L’actu ciné de LillelaNuit fait son focus sur Yurt ! Ce premier long-métrage de Nehir Tuna, aborde des aspects autobiographiques de sa jeunesse en Turquie. 1996, Ahmet, 14 ans, partage sa vie entre une école privée laïque nationaliste et un pensionnat religieux, où il vit, et dans lequel son père l’a placé contre sa volonté. Regard sur les extrémismes, mais aussi chronique adolescente, Yurt est une belle réussite.

L’histoire de Yurt (le pensionnat) se confond avec celle de son jeune cinéaste, Nehir Tuna. Comme le personnage principal de son film, Ahmet (intense Doğa Karakaş) fut envoyé par son père dans un pensionnant religieux (le film lui est dédié). Le réalisateur fit par la suite des études de commerce, puis de cinéma, aux États-Unis.

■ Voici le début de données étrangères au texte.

//! Error causes carried by ABORT and ERROR chunks
//!
//! Same TLV shape as parameters: u16 cause code, u16 length covering the
//! 4-byte header plus the unpadded value. Unknown causes are preserved raw so
//! peers using extensions we do not understand still round-trip.

use std::fmt;

use bytes::{Buf, BufMut, Bytes, BytesMut};

use crate::tlv;
use crate::types::StreamId;

pub const INVALID_STREAM_IDENTIFIER_CAUSE: u16 = 1;
pub const MISSING_MANDATORY_PARAMETER_CAUSE: u16 = 2;
pub const STALE_COOKIE_ERROR_CAUSE: u16 = 3;
pub const INVALID_MANDATORY_PARAMETER_CAUSE: u16 = 7;
pub const USER_INITIATED_ABORT_CAUSE: u16 = 12;
pub const PROTOCOL_VIOLATION_CAUSE: u16 = 13;

/// One error cause (RFC 4960 §3.3.10)
#[derive(Debug, Clone, PartialEq, Eq)]
pub enum ErrorCause {
    /// Data arrived for a stream the receiver does not accept
    InvalidStreamIdentifier { stream_id: StreamId },
    /// A required parameter was absent; lists the missing parameter types
    MissingMandatoryParameter { parameter_types: Vec<u16> },
    /// The state cookie had expired; staleness in microseconds
    StaleCookieError { staleness_us: u32 },
    InvalidMandatoryParameter,
    /// The application tore the association down; free-form reason
    UserInitiatedAbort { reason: String },
    /// Peer misbehavior description
    ProtocolViolation { information: String },
    /// A cause code this implementation does not know, kept byte-exact
    Unknown { typ: u16, value: Bytes },
}

impl ErrorCause {
    /// The wire cause code
    pub fn typ(&self) -> u16 {
        match self {
            ErrorCause::InvalidStreamIdentifier { .. } => INVALID_STREAM_IDENTIFIER_CAUSE,
            ErrorCause::MissingMandatoryParameter { .. } => MISSING_MANDATORY_PARAMETER_CAUSE,
            ErrorCause::StaleCookieError { .. } => STALE_COOKIE_ERROR_CAUSE,
            ErrorCause::InvalidMandatoryParameter => INVALID_MANDATORY_PARAMETER_CAUSE,
            ErrorCause::UserInitiatedAbort { .. } => USER_INITIATED_ABORT_CAUSE,
            ErrorCause::ProtocolViolation { .. } => PROTOCOL_VIOLATION_CAUSE,
            ErrorCause::Unknown { typ, .. } => *typ,
        }
    }

    /// Parse one cause from the front of `data`
    ///
    /// Returns the cause and the bytes consumed including padding.
    pub fn parse(data: &[u8]) -> Option<(ErrorCause, usize)> {
        let (header, consumed) = tlv::parse_param_tlv(data)?;
        let cause = Self::parse_value(header.typ, header.value)?;
        Some((cause, consumed))
    }

    /// Parse a packed sequence of causes, e.g. an ABORT chunk value
    pub fn parse_all(mut data: &[u8]) -> Option<Vec<ErrorCause>> {
        let mut causes = Vec::new();
        while !data.is_empty() {
            let (cause, consumed) = ErrorCause::parse(data)?;
            causes.push(cause);
            data = &data[consumed..];
        }
        Some(causes)
    }

    fn parse_value(typ: u16, mut value: &[u8]) -> Option<ErrorCause> {
        match typ {
            INVALID_STREAM_IDENTIFIER_CAUSE => {
                // Stream identifier plus two reserved bytes.
                if value.len() != 4 {
                    return None;
                }
                let stream_id = StreamId(value.get_u16());
                Some(ErrorCause::InvalidStreamIdentifier { stream_id })
            }
            MISSING_MANDATORY_PARAMETER_CAUSE => {
                if value.len() < 4 {
                    return None;
                }
                let count = value.get_u32() as usize;
                if value.len() != count * 2 {
                    return None;
                }
                let mut parameter_types = Vec::with_capacity(count);
                for _ in 0..count {
                    parameter_types.push(value.get_u16());
                }
                Some(ErrorCause::MissingMandatoryParameter { parameter_types })
            }
            STALE_COOKIE_ERROR_CAUSE => {
                if value.len() != 4 {
                    return None;
                }
                Some(ErrorCause::StaleCookieError {
                    staleness_us: value.get_u32(),
                })
            }
            INVALID_MANDATORY_PARAMETER_CAUSE => {
                if !value.is_empty() {
                    return None;
                }
                Some(ErrorCause::InvalidMandatoryParameter)
            }
            USER_INITIATED_ABORT_CAUSE => Some(ErrorCause::UserInitiatedAbort {
                reason: String::from_utf8_lossy(value).into_owned(),
            }),
            PROTOCOL_VIOLATION_CAUSE => Some(ErrorCause::ProtocolViolation {
                information: String::from_utf8_lossy(value).into_owned(),
            }),
            typ => Some(ErrorCause::Unknown {
                typ,
                value: Bytes::copy_from_slice(value),
            }),
        }
    }

    pub fn serialize_to(&self, out: &mut BytesMut) {
        let value_len = self.value_len();
        tlv::write_param_header(out, self.typ(), value_len);
        match self {
            ErrorCause::InvalidStreamIdentifier { stream_id } => {
                out.put_u16(stream_id.0);
                out.put_u16(0);
            }
            ErrorCause::MissingMandatoryParameter { parameter_types } => {
                out.put_u32(parameter_types.len() as u32);
                for typ in parameter_types {
                    out.put_u16(*typ);
                }
            }
            ErrorCause::StaleCookieError { staleness_us } => out.put_u32(*staleness_us),
            ErrorCause::InvalidMandatoryParameter => {}
            ErrorCause::UserInitiatedAbort { reason } => out.extend_from_slice(reason.as_bytes()),
            ErrorCause::ProtocolViolation { information } => {
                out.extend_from_slice(information.as_bytes())
            }
            ErrorCause::Unknown { value, .. } => out.extend_from_slice(value),
        }
        tlv::write_padding(out, tlv::TLV_HEADER_SIZE + value_len);
    }

    fn value_len(&self) -> usize {
        match self {
            ErrorCause::InvalidStreamIdentifier { .. } => 4,
            ErrorCause::MissingMandatoryParameter { parameter_types } => {
                4 + parameter_types.len() * 2
            }
            ErrorCause::StaleCookieError { .. } => 4,
            ErrorCause::InvalidMandatoryParameter => 0,
            ErrorCause::UserInitiatedAbort { reason } => reason.len(),
            ErrorCause::ProtocolViolation { information } => information.len(),
            ErrorCause::Unknown { value, .. } => value.len(),
        }
    }

    /// Serialize a cause list the way ABORT and ERROR chunks carry it
    pub fn serialize_all(causes: &[ErrorCause], out: &mut BytesMut) {
        for cause in causes {
            cause.serialize_to(out);
        }
    }

    /// Serialized length of a cause list including per-cause padding
    pub fn serialized_size_all(causes: &[ErrorCause]) -> usize {
        causes
            .iter()
            .map(|cause| tlv::round_up_to_4(tlv::TLV_HEADER_SIZE + cause.value_len()))
            .sum()
    }
}

impl fmt::Display for ErrorCause {
    fn fmt(&self, f: &mut fmt::Formatter<'_>) -> fmt::Result {
        match self {
            ErrorCause::InvalidStreamIdentifier { stream_id } => {
                write!(f, "Invalid Stream Identifier ({})", stream_id)
            }
            ErrorCause::MissingMandatoryParameter { parameter_types } => {
                write!(f, "Missing Mandatory Parameter ({} types)", parameter_types.len())
            }
            ErrorCause::StaleCookieError { staleness_us } => {
                write!(f, "Stale Cookie Error ({} us)", staleness_us)
            }
            ErrorCause::InvalidMandatoryParameter => write!(f, "Invalid Mandatory Parameter"),
            ErrorCause::UserInitiatedAbort { reason } => {
                write!(f, "User-Initiated Abort: {}", reason)
            }
            ErrorCause::ProtocolViolation { information } => {
                write!(f, "Protocol Violation: {}", information)
            }
            ErrorCause::Unknown { typ, value } => {
                write!(f, "Unknown error cause type={} ({} bytes)", typ, value.len())
            }
        }
    }
}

Yurt, se déroule en 1996 et cette période de l’histoire turque à son importance. À l’époque, la séparation entre laïques et religieux était plus marquée qu’aujourd’hui. Comme le précise le réalisateur dans le dossier de presse de son film, aujourd’hui, le religieux a gagné.

Pas une attaque de la religion

Yurt n’est pas une critique de la religion et des pensionnats religieux en Turquie (même si certains traitements violents infligés à Ahmet sont abordés de façon frontale). Chose intéressante, le père du jeune garçon (Tansu Biçe) l’inscrit d’ailleurs dans le pensionnat autant pour des convictions religieuses que par désir d’ascension sociale.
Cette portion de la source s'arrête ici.